In case you cannot find the time or interest to finish this endless insight:
After 61 years of careful research and experience, it is my conclusion that European Americans are genetically incapable of mental health treatment without education and careful long-term coaching by people of other cultures who have found cures that restore humans to full professionalism with peers and to homeostasis with our environment.

USC Keck can accept this disability. There is wonderful prognosis, if you submit to treatment on a weekly basis for a long-long time.

It is true that I began to despair of ever finding an answer.

●       It is true that trauma is genetic, embedded in the DNA. The Egyptians, the Jews, the Tibetans, the East Indians, the Africans and the Navajos all concur.

✔   The difference is that a European/American’s prognosis is death outside of stocks, shock, Seroquel, incarceration and economic ostracism.

✔   The prognosis of competent healers is power, endurance, and compassion with the patient coaching of mentors who have struggled through the bootcamp of life themselves.

●        It is true that I have had a history of prolonged confusion and struggle.

●        It is true that I have been exhausted to the point that I would want to lay down anywhere.

●        It is true that my Uncle Frank shot himself at the age of 82.

●        And it is true that my father passed away on August 26, 2019 of bronchial pneumonia at the age of 92.

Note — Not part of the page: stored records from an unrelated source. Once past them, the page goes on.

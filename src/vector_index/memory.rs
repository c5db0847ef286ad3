//! In-memory vector index implementation.
//!
//! Ranks by term overlap instead of embeddings. Useful for testing, offline
//! use and small libraries.

use super::{PassageRecord, SearchResult, VectorIndex};
use crate::error::{CuratorError, Result};
use crate::lexical;
use async_trait::async_trait;
use std::collections::HashMap;
use std::sync::{RwLock, RwLockReadGuard, RwLockWriteGuard};

type Namespaces = HashMap<String, HashMap<String, PassageRecord>>;

/// In-memory vector index partitioned by namespace.
pub struct MemoryVectorIndex {
    namespaces: RwLock<Namespaces>,
}

impl MemoryVectorIndex {
    /// Create a new, empty index.
    pub fn new() -> Self {
        Self {
            namespaces: RwLock::new(HashMap::new()),
        }
    }

    fn read(&self) -> RwLockReadGuard<'_, Namespaces> {
        self.namespaces.read().unwrap_or_else(|e| e.into_inner())
    }

    fn write(&self) -> RwLockWriteGuard<'_, Namespaces> {
        self.namespaces.write().unwrap_or_else(|e| e.into_inner())
    }

    /// Number of records in `namespace`.
    pub fn record_count(&self, namespace: &str) -> usize {
        self.read().get(namespace).map_or(0, HashMap::len)
    }
}

impl Default for MemoryVectorIndex {
    fn default() -> Self {
        Self::new()
    }
}

#[async_trait]
impl VectorIndex for MemoryVectorIndex {
    fn name(&self) -> &str {
        "memory"
    }

    async fn search(&self, query: &str, top_k: usize, namespace: &str) -> Result<Vec<SearchResult>> {
        let namespaces = self.read();
        let records = namespaces
            .get(namespace)
            .ok_or_else(|| CuratorError::NamespaceNotFound(namespace.to_string()))?;

        let mut results: Vec<SearchResult> = records
            .values()
            .filter_map(|record| {
                let score = lexical::score(query, &format!("{} {}", record.title, record.text));
                (score > 0.0).then(|| SearchResult {
                    score,
                    ..SearchResult::from(record)
                })
            })
            .collect();

        results.sort_by(|a, b| {
            b.score
                .partial_cmp(&a.score)
                .unwrap_or(std::cmp::Ordering::Equal)
                .then_with(|| a.url.cmp(&b.url))
        });
        results.truncate(top_k);

        Ok(results)
    }

    async fn upsert(&self, records: &[PassageRecord], namespace: &str) -> Result<()> {
        let mut namespaces = self.write();
        let store = namespaces.entry(namespace.to_string()).or_default();
        for record in records {
            store.insert(record.id.clone(), record.clone());
        }
        Ok(())
    }
}

#[cfg(test)]
mod tests {
    use super::*;
    use crate::content::ContentType;
    use crate::vector_index::{search_with_fallback, DEFAULT_NAMESPACE};

    fn record(id: &str, text: &str) -> PassageRecord {
        PassageRecord {
            id: id.to_string(),
            text: text.to_string(),
            title: "Ownership".to_string(),
            url: format!("/library/video-content/{}", id),
            content_type: ContentType::Video,
        }
    }

    #[tokio::test]
    async fn test_memory_vector_index() {
        let index = MemoryVectorIndex::new();
        index
            .upsert(
                &[
                    record("a", "Moves transfer ownership between bindings."),
                    record("b", "Lifetimes describe how long borrows last."),
                ],
                DEFAULT_NAMESPACE,
            )
            .await
            .unwrap();

        let results = index.search("borrows lifetimes", 10, DEFAULT_NAMESPACE).await.unwrap();
        assert_eq!(results.len(), 1);
        assert_eq!(results[0].url, "/library/video-content/b");
        assert!((results[0].score - 1.0).abs() < f32::EPSILON);

        let results = index.search("astronomy", 10, DEFAULT_NAMESPACE).await.unwrap();
        assert!(results.is_empty());
    }

    #[tokio::test]
    async fn test_upsert_is_idempotent() {
        let index = MemoryVectorIndex::new();
        let r = record("a", "Text.");
        index.upsert(&[r.clone()], "ns").await.unwrap();
        index.upsert(&[r], "ns").await.unwrap();
        assert_eq!(index.record_count("ns"), 1);
    }

    #[tokio::test]
    async fn test_missing_namespace_then_fallback() {
        let index = MemoryVectorIndex::new();
        index
            .upsert(&[record("a", "Ownership rules for moves.")], "")
            .await
            .unwrap();

        assert!(matches!(
            index.search("ownership", 3, DEFAULT_NAMESPACE).await,
            Err(CuratorError::NamespaceNotFound(_))
        ));

        let results = search_with_fallback(&index, "ownership", 3, DEFAULT_NAMESPACE)
            .await
            .unwrap();
        assert_eq!(results.len(), 1);
    }
}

●        And it is true that I said, “I do not know how I can survive another two weeks if I don’t get medical treatment. This exhaustion is terrible. I can hardly get out of bed. How am I going to get groceries and take care of myself?”

How did that end up as a new billing code and the reason I was incarcerated as a mental patient as “PATIENT STATES THAT SHE WILL KILL HERSELF WITH A GUN IN TWO WEEKS AS HER UNCLE AND HER FATHER SHOT THEMSELVES”?

What was the motive behind the exaggeration?

 

Questions Concerning My Brand New Billing Code:

  • Why is it that a woman can enjoy 24 hours of peace in a non-violent emergency room, in confidence that a hospital is a place for medical treatment, only to be incited to violence the minute she gets a “bed” in a “mental health” hospital?
  • Is it not simply bullying to send five men into one’s room to obtain the shoelaces of a 245-pound senior with liver disease because she is in danger of hanging herself from a nine-foot ceiling with nothing but a sprinkler to hang from?
  • Is it really Keck USC Hospital Policy that all coping skills be removed (pens, books, paper, notebooks), phone access denied, given a gown like a prison inmate, and violated with suggestive comments as she comes out of a shower? Why did I have to call friends to advocate, asking repeatedly for water, pacing, thinking and meditating to survive a “hospital?”
  • And why was I privileged to be on my feet, to be capable of self-care, when my colleagues had all been drugged or restrained into compliance, having never been coached to use their bodies and their minds for self-regulation?

Why do we need to fight and advocate for health and decency in a European/American “mental health” care?

  • How do I keep my mouth shut when a “doctor” and a “nurse” type with faces on a screen, five feet away from elders strapped into their wheelchairs for hours? Where are the genetics of lovingkindness?
  • How can a senior lost in his pain and confusion suddenly begin to come to life when he is touched on the hand and shoulder, provided a sheet of paper and a pen? How can he suddenly remember his competence, his education as a tutor in Shanghai for many years? Where are the genetics of hope?
  • How can a woman rocking in restraints in a wheelchair laugh, her eyes lighted with intelligence and humor because a colleague is laughing with her at a silly story about an animated panda oppressed by his culture, triumphant in the end with the help of his friends over the arrogant peacock empress and her hippo kapos? And where was the mental health in the mocking of Cheryl’s sexuality by the male nurses in the hallway at the expense of one of the female nurses? Where are the genetics of honor?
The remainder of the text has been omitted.